+++ RECORDS SHOWN +++

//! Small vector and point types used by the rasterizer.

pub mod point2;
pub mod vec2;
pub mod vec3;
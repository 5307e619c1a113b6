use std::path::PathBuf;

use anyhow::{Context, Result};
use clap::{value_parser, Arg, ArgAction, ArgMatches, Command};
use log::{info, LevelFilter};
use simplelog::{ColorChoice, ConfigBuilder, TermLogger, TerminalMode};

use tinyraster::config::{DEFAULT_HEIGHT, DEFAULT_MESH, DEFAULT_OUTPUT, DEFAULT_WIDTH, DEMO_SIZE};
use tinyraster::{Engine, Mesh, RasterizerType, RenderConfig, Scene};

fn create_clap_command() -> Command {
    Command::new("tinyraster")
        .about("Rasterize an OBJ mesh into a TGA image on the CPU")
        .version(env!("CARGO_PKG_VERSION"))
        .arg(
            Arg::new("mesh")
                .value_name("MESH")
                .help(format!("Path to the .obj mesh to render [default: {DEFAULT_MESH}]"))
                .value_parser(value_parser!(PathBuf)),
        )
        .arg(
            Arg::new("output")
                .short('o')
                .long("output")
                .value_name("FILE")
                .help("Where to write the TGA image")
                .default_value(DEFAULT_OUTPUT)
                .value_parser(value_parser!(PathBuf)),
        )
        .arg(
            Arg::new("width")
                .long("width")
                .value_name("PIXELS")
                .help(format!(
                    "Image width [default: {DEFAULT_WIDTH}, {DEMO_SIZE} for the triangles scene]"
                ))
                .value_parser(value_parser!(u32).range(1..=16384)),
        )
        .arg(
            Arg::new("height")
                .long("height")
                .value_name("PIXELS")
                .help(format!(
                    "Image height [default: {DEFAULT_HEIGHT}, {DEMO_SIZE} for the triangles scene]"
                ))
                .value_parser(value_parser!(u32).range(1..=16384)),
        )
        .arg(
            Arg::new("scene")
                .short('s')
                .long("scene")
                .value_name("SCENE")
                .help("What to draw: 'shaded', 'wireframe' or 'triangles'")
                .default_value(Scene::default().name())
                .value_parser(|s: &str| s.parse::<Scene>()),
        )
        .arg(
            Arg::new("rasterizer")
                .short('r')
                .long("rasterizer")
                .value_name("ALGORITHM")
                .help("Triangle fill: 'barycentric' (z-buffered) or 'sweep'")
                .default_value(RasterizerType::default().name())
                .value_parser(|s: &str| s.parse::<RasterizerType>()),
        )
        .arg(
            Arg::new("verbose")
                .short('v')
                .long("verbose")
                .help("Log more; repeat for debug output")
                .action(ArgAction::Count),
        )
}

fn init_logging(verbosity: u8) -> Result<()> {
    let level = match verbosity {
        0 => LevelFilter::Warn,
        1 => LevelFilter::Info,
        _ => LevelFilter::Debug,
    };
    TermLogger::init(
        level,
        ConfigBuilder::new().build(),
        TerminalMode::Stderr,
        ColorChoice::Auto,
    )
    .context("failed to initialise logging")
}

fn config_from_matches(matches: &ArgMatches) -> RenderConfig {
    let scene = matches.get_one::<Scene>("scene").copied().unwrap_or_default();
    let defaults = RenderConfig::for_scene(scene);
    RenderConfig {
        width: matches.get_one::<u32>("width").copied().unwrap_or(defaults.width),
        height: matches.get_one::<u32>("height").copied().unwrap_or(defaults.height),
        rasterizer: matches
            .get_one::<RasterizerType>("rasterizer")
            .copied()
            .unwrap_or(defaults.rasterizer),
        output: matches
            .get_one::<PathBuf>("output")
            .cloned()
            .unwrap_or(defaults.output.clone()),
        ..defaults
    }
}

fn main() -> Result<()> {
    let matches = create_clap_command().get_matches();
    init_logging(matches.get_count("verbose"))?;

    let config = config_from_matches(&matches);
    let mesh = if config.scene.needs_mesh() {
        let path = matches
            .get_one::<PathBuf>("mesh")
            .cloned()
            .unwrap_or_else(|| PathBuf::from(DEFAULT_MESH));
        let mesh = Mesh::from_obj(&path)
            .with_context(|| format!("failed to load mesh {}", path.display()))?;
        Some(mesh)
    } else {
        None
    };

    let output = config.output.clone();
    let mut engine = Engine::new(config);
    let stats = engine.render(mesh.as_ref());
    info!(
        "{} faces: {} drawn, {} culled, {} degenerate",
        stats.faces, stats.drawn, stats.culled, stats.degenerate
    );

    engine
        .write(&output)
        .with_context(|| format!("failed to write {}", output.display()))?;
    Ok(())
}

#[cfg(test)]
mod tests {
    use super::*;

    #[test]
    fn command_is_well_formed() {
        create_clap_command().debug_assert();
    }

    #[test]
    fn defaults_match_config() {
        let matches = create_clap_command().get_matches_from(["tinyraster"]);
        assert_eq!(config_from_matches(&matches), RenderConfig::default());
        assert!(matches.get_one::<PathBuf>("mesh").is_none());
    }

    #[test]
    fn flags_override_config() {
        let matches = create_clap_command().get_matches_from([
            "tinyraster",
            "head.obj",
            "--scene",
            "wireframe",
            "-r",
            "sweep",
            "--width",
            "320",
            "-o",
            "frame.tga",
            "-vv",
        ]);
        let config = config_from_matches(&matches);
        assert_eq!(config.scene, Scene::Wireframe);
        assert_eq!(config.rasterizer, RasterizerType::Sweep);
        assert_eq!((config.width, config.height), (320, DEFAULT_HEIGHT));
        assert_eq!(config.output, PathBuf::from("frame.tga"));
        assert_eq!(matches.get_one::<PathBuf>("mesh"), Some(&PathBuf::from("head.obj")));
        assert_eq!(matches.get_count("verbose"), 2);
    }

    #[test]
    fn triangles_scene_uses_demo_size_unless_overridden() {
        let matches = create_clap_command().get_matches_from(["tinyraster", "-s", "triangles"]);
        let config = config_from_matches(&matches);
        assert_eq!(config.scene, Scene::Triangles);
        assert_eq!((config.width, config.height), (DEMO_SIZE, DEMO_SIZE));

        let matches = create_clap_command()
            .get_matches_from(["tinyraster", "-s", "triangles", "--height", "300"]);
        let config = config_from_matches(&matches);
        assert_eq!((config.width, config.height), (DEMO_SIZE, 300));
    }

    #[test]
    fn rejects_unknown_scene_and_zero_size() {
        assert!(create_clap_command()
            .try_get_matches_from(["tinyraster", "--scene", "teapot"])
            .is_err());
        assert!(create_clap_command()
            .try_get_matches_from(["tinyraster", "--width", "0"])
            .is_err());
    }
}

+++

* [TASK PROMPT] The result should be every line of the material that contains the word "failed", so copy those lines.

* [WRITTEN SOLUTION]
    .context("failed to initialise logging")
            .with_context(|| format!("failed to load mesh {}", path.display()))?;
        .with_context(|| format!("failed to write {}", output.display()))?;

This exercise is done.